Heavy gauge structural steel plates are often (at least partially) rolled in the two-phase region due to the large temperature gradients existing both over thickness and width. In some cases, the last passes are deliberately applied in the intercritical region in order to increase plate strength. Unfortunately, industrial practice shows that intercritical rolling may be detrimental for Charpy V-notch (CVN) impact toughness.
The exact effect of each process parameter (initial ferrite fraction, reduction applied and cooling strategy) on the strength/toughness balance was investigated during an extensive rolling campaign carried-out at pilot scale.

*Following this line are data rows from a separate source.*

use thiserror::Error;

pub type Result<T> = std::result::Result<T, KiteError>;

/// The error surface of the execution engine.
///
/// Each variant corresponds to one of the semantic error tags in the
/// design: graph validation failures abort a run before any segment body
/// executes, while per-segment failures (`ProcessExecutionError`,
/// `BodyError`, `Timeout`) are always caught by the scheduler and turned
/// into a `SegmentResult` — they never escape `ParallelScheduler::execute`.
#[derive(Error, Debug)]
pub enum KiteError {
    #[error("duplicate segment name: {0}")]
    DuplicateName(String),

    #[error("segment {segment:?} depends on unknown segment {dependency:?}")]
    UnknownDependency { segment: String, dependency: String },

    #[error("ride references unknown segment: {0}")]
    UnknownSegment(String),

    #[error("dependency graph contains a cycle: {path:?}")]
    Cycle { path: Vec<String> },

    #[error("segment {0} condition evaluated to false")]
    ConditionFalse(String),

    #[error("segment {segment} depends on unsatisfied segment {dependency}")]
    DependencyNotSatisfied { segment: String, dependency: String },

    #[error("segment {0} timed out after {1}ms")]
    Timeout(String, u64),

    #[error("process `{command}` failed with exit code {exit_code}: {output}")]
    ProcessExecutionError {
        command: String,
        exit_code: i32,
        output: String,
        duration_ms: u64,
    },

    #[error("artifact `{name}` already declared with a different path: {existing} != {attempted}")]
    ArtifactCollision {
        name: String,
        existing: String,
        attempted: String,
    },

    #[error("artifact `{0}` has no successful producer visible to this segment")]
    MissingArtifact(String),

    #[error("segment {segment} body failed: {source}")]
    BodyError {
        segment: String,
        #[source]
        source: anyhow::Error,
    },

    #[error("io error: {0}")]
    Io(#[from] std::io::Error),

    #[error(transparent)]
    Other(#[from] anyhow::Error),
}

impl KiteError {
    pub fn is_failed(&self) -> bool {
        matches!(
            self,
            KiteError::ProcessExecutionError { .. }
                | KiteError::BodyError { .. }
                | KiteError::Timeout(..)
        )
    }
}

The CVN impact results confirmed that plates rolled in austenitic region have lower ductile brittle transition temperatures (DBTT) and higher upper shelf energy (USE) than the intercritically rolled plates. The impact toughness properties resulting from intercritical rolling are linked to microstructures and textures obtained by an in-depth EBSD characterisation. The texture evolution during ferrite rolling alone does not explain the considerable decrease in toughness. On the contrary, a good correlation is found between DBTT and grain size delimited by high-angle boundaries (HAGBs), whose misorientation is above 15° (effective grain size). The lack of ferrite recrystallization explains in turn the lower USE values measured.
Finally, the results are summarized in strength/toughness plots and process window maps. These tools are aimed at helping steel producers to define robust hot rolling practice and ensure homogeneous plate properties.